__TASK REQUIREMENTS__:
In the entries below, count the lines that include the word "TextureView" and reply with the number alone.

(RECORDS Opens)

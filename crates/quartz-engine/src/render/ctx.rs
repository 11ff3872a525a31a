use crate::coords::Viewport;

/// Renderer-facing context (device/queue + surface format + viewport).
pub struct RenderCtx<'a> {
    pub device: &'a wgpu::Device,
    pub queue: &'a wgpu::Queue,
    pub surface_format: wgpu::TextureFormat,
    /// Logical size of the target.
    pub viewport: Viewport,
    /// Physical pixels per logical pixel.
    pub scale_factor: f32,
}

impl<'a> RenderCtx<'a> {
    #[inline]
    pub fn new(
        device: &'a wgpu::Device,
        queue: &'a wgpu::Queue,
        surface_format: wgpu::TextureFormat,
        viewport: Viewport,
        scale_factor: f32,
    ) -> Self {
        Self { device, queue, surface_format, viewport, scale_factor }
    }
}

/// Target for drawing (encoder + color view).
pub struct RenderTarget<'a> {
    pub encoder: &'a mut wgpu::CommandEncoder,
    pub color_view: &'a wgpu::TextureView,
}

impl<'a> RenderTarget<'a> {
    #[inline]
    pub fn new(encoder: &'a mut wgpu::CommandEncoder, color_view: &'a wgpu::TextureView) -> Self {
        Self { encoder, color_view }
    }

    /// Begins a pass that draws over what is already in the target.
    pub(crate) fn load_pass(&mut self, label: &'static str) -> wgpu::RenderPass<'_> {
        self.encoder.begin_render_pass(&wgpu::RenderPassDescriptor {
            label: Some(label),
            color_attachments: &[Some(wgpu::RenderPassColorAttachment {
                view: self.color_view,
                resolve_target: None,
                ops: wgpu::Operations {
                    load: wgpu::LoadOp::Load,
                    store: wgpu::StoreOp::Store,
                },
                depth_slice: None,
            })],
            depth_stencil_attachment: None,
            timestamp_writes: None,
            occlusion_query_set: None,
            multiview_mask: None,
        })
    }
}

(RECORDS Closes)

__TASK ANSWER__:
2